Written by: Daniel Barabander, Variant.
Compiled by: Luffy, Foresight News.
What exactly are the rising AI Agents good at? We had internal discussions on this question and reached at least four conclusions:
The application interacts with humans.
Helping humans work.
Aggregating and organizing information.
Entertainment.
First, the application interacts with humans. AI Agents can process human language, so any application that humans can use can theoretically also be used by AI Agents. However, unlike human users, agents can provide services to human users on these platforms at scale.
Therefore, agents can act as a top layer over existing applications that users already like, thereby extending their utility. Take the Bounty Bot on Farcaster as an example; users can post bounties externally, but this adds friction.
By interacting with users, AI Agents can provide convenience, utility, and ways to extract value from existing applications. However, note that not all applications are created to support AI Agents; those with non-fixable APIs, such as Farcaster, are the most suitable.
I have written a paper on the main legal issues concerning agents on Web2 platforms. My research shows that if users have complete control over the agents, and Web2 platforms try to block them, users will have to stop running the agents. My conclusion is that agents should be built on open platforms like Farcaster, which is also another reason I am particularly interested in agents on Farcaster.
Second, helping humans work. Humans are good at signaling but have poor execution. Agents bridge this gap by doing the heavy lifting while humans guide the outcomes through their preferences.
A great example is BottoDAO. The artworks it creates are influenced by the input of DAO token holders. The AI is responsible for the hard work of creating art, but humans guide its creative direction through their preferences in voting on the artworks.
Third, aggregating and organizing information. Agents can handle massive amounts of data, their capabilities far exceed those of humans. For example, trading bots analyze vast amounts of on-chain data to make decisions.

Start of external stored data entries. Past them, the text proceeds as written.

//! Pragma CLI Entry Point
//!
//! This binary runs pragmatic communication simulations and inspects lexicons.

mod batch;
mod cli;

use std::process;

#[tokio::main]
async fn main() {
    if let Err(e) = cli::run().await {
        eprintln!("Error: {e}");
        process::exit(1);
    }
}
use serde::{Deserialize, Serialize};
use thiserror::Error;

#[derive(Debug, Clone, Copy, PartialEq, Eq, Serialize, Deserialize)]
#[serde(rename_all = "snake_case")]
pub enum ErrorCode {
    LinkUnavailable,
    ConnectFailed,
    InvalidArgument,
    Io,
}

#[derive(Debug, Clone, Serialize, Deserialize)]
pub struct ApiError {
    pub code: ErrorCode,
    pub message: String,
}

impl ApiError {
    pub fn new(code: ErrorCode, message: impl Into<String>) -> Self {
        Self {
            code,
            message: message.into(),
        }
    }

    pub fn invalid(message: impl Into<String>) -> Self {
        Self::new(ErrorCode::InvalidArgument, message)
    }
}

#[derive(Debug, Error)]
#[error("{code:?}: {message}")]
pub struct ApiException {
    pub code: ErrorCode,
    pub message: String,
}

impl ApiException {
    pub fn new(code: ErrorCode, message: impl Into<String>) -> Self {
        Self {
            code,
            message: message.into(),
        }
    }
}

impl From<ApiException> for ApiError {
    fn from(value: ApiException) -> Self {
        Self {
            code: value.code,
            message: value.message,
        }
    }
}

impl From<ApiError> for ApiException {
    fn from(value: ApiError) -> Self {
        Self {
            code: value.code,
            message: value.message,
        }
    }
}
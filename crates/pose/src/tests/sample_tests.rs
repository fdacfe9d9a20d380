use serde_json::json;

use super::*;
use crate::classify;
use shared::domain::GestureLabel;

#[test]
fn resolves_every_known_key_spelling() {
    assert_eq!(resolve_finger_key("thumbTip"), Some(FingerId::Thumb));
    assert_eq!(resolve_finger_key("VNHLKITIP"), Some(FingerId::Index));
    assert_eq!(
        resolve_finger_key("VNHumanHandPoseObservationJointName(_rawValue: VNHLKMTIP)"),
        Some(FingerId::Middle)
    );
    assert_eq!(resolve_finger_key("ring"), Some(FingerId::Ring));
    assert_eq!(resolve_finger_key(" pinkyTip "), Some(FingerId::Pinky));
    assert_eq!(resolve_finger_key("indexDIP"), None);
    assert_eq!(resolve_finger_key("wrist"), None);
}

#[test]
fn builds_sample_from_mixed_key_schemes() {
    let payload = json!({
        "VNHumanHandPoseObservationJointName(_rawValue: VNHLKTTIP)": {"x": 0.2, "y": 0.9, "confidence": 0.8},
        "indexTip": {"x": 0.5, "y": 0.3, "confidence": 0.95},
        "VNHLKMTIP": {"x": 0.5, "y": 0.3, "confidence": 0.95},
        "ringTip": {"x": 0.5, "y": 0.9, "confidence": 0.85},
        "pinky": {"x": 0.5, "y": 0.9, "confidence": 0.85},
        "wrist": {"x": 0.5, "y": 0.99, "confidence": 1.0}
    });

    let sample = PoseSample::from_json(&payload);
    assert!(sample.is_complete());
    assert_eq!(sample.len(), 5);
    assert_eq!(classify(&sample).label, GestureLabel::Scissors);
}

#[test]
fn missing_fields_take_defaults() {
    let payload = json!({ "thumbTip": {"confidence": 0.7} });
    let sample = PoseSample::from_json(&payload);
    let thumb = sample.get(FingerId::Thumb).expect("thumb");
    assert_eq!(*thumb, Observation::new(0.5, 0.5, 0.7));
    assert!(!sample.is_complete());
}

#[test]
fn empty_observations_count_as_missing() {
    let payload = json!({
        "thumbTip": {},
        "indexTip": {},
        "middleTip": {},
        "ringTip": {},
        "pinkyTip": {}
    });
    let sample = PoseSample::from_json(&payload);
    assert!(sample.is_empty());
    assert_eq!(classify(&sample), ClassificationResult::unknown());
}

#[test]
fn later_key_for_same_finger_wins() {
    let wrapped = "VNHumanHandPoseObservationJointName(_rawValue: VNHLKTTIP)";

    let mut plain_last = Map::new();
    plain_last.insert(wrapped.to_string(), json!({"x": 0.1, "y": 0.1, "confidence": 0.9}));
    plain_last.insert("thumbTip".to_string(), json!({"x": 0.9, "y": 0.9, "confidence": 0.9}));
    let sample = PoseSample::from_json_map(&plain_last);
    assert_eq!(sample.get(FingerId::Thumb), Some(&Observation::new(0.9, 0.9, 0.9)));

    let mut wrapped_last = Map::new();
    wrapped_last.insert("thumbTip".to_string(), json!({"x": 0.9, "y": 0.9, "confidence": 0.9}));
    wrapped_last.insert(wrapped.to_string(), json!({"x": 0.1, "y": 0.1, "confidence": 0.9}));
    let sample = PoseSample::from_json_map(&wrapped_last);
    assert_eq!(sample.get(FingerId::Thumb), Some(&Observation::new(0.1, 0.1, 0.9)));
}

#[test]
fn non_object_values_are_treated_as_absent() {
    let payload = json!({
        "thumbTip": null,
        "indexTip": [0.5, 0.2],
        "middleTip": {"x": "left"}
    });
    assert!(PoseSample::from_json(&payload).is_empty());
    assert!(PoseSample::from_json(&json!("not a map")).is_empty());
}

Finally, entertainment. This may be the most prominent category of agents in the crypto space, such as Truth Terminal.
Of course, much of the entertainment from social agents comes from the novelty of robot-generated content. But I am more interested in robots generating entertaining content based on their characteristics, such as interacting with other users on the platform in interesting ways like KOLs.
The advantage of agents acting as KOLs is that once they have a fixed audience, they can easily offer other services, especially those that can bring more direct revenue to the agents than advertising.